Reproduce exactly, with no other output, every line of the data below from the line containing "Ok(designs) => content.designs" to the end, inclusive.

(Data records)
<<<<
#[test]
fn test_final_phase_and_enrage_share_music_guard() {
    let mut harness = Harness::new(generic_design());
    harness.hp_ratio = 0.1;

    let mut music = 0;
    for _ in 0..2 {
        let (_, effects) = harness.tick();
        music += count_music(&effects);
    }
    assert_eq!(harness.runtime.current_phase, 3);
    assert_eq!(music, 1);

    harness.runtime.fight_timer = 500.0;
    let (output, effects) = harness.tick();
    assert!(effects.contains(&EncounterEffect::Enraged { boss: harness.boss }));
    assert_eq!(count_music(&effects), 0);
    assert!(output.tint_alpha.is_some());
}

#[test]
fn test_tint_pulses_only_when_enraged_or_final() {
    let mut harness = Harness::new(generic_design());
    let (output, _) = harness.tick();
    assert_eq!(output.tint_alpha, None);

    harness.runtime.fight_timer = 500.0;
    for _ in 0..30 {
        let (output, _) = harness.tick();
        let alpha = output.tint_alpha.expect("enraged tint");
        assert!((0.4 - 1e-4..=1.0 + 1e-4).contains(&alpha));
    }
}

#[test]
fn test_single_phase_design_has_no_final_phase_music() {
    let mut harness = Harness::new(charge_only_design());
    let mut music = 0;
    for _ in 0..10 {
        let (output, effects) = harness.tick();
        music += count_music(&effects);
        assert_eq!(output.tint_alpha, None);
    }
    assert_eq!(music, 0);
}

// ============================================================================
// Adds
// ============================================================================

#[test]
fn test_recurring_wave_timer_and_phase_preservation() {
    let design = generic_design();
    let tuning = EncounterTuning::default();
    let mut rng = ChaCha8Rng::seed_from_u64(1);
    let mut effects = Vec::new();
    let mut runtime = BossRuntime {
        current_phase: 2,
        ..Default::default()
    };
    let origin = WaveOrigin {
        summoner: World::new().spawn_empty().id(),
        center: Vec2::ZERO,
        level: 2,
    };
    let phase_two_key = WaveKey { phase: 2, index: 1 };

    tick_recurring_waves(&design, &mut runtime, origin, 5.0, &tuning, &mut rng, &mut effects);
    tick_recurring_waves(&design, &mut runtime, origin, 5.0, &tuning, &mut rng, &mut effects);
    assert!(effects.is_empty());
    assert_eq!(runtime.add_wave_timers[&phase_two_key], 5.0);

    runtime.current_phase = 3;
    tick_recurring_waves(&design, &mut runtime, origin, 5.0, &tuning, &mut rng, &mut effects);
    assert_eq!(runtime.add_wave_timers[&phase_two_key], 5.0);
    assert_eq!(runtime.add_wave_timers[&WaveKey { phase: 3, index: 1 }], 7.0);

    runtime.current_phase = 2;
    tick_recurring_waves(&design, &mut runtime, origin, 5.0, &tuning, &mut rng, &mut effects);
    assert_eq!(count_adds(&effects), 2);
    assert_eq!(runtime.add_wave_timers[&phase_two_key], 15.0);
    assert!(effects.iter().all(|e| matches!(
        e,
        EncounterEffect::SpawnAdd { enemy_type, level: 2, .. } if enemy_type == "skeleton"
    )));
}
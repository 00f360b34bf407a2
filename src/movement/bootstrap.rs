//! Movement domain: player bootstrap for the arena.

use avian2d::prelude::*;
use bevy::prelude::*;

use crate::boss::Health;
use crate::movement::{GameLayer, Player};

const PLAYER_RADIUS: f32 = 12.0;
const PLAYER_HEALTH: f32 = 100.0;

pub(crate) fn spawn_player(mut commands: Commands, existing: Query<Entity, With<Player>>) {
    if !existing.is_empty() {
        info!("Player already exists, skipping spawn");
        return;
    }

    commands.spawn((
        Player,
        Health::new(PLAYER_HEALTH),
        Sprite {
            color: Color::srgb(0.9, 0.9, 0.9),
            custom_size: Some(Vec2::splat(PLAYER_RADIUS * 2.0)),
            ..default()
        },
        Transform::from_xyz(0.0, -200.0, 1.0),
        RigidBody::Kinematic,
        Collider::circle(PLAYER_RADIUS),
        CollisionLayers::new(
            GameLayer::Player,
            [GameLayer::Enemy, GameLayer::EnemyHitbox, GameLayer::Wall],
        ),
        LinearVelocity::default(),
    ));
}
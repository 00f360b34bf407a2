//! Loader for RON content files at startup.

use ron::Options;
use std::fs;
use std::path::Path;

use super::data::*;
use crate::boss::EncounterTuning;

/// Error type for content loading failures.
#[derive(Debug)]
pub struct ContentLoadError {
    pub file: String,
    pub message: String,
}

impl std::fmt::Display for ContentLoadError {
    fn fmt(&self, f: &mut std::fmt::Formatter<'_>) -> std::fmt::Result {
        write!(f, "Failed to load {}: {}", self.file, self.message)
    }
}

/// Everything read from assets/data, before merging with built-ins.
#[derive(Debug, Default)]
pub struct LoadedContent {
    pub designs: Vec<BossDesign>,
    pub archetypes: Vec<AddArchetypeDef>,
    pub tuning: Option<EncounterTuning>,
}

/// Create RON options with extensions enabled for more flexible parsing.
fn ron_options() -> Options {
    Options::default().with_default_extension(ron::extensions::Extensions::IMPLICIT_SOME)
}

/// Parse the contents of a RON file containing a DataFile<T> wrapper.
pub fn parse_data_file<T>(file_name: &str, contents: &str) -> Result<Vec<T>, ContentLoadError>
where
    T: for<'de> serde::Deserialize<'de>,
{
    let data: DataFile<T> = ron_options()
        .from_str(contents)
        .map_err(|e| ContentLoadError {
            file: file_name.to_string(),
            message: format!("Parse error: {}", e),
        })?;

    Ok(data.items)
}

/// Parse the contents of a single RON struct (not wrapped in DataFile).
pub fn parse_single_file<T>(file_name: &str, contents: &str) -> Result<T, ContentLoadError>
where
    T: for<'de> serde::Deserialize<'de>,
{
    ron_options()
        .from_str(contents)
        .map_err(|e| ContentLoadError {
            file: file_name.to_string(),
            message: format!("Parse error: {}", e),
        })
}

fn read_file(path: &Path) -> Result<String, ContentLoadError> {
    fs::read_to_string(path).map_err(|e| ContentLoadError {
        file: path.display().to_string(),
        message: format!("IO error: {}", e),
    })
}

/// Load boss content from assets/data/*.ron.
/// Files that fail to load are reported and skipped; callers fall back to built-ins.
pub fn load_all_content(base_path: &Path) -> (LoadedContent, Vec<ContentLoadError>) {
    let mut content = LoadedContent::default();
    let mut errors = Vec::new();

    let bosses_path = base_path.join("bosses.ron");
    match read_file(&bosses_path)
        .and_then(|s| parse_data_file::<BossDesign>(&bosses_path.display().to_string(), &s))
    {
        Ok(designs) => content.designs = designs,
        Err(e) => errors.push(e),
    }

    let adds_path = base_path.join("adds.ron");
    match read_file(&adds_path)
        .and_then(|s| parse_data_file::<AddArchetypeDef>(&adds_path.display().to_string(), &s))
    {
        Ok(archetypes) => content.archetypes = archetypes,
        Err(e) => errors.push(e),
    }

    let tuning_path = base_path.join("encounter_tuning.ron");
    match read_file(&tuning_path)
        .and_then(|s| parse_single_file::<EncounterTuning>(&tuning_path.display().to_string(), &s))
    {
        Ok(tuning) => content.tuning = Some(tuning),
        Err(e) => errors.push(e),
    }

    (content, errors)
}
>>>>
◆ **Response below**
        Ok(designs) => content.designs = designs,
        Err(e) => errors.push(e),
    }

    let adds_path = base_path.join("adds.ron");
    match read_file(&adds_path)
        .and_then(|s| parse_data_file::<AddArchetypeDef>(&adds_path.display().to_string(), &s))
    {
        Ok(archetypes) => content.archetypes = archetypes,
        Err(e) => errors.push(e),
    }

    let tuning_path = base_path.join("encounter_tuning.ron");
    match read_file(&tuning_path)
        .and_then(|s| parse_single_file::<EncounterTuning>(&tuning_path.display().to_string(), &s))
    {
        Ok(tuning) => content.tuning = Some(tuning),
        Err(e) => errors.push(e),
    }

    (content, errors)
}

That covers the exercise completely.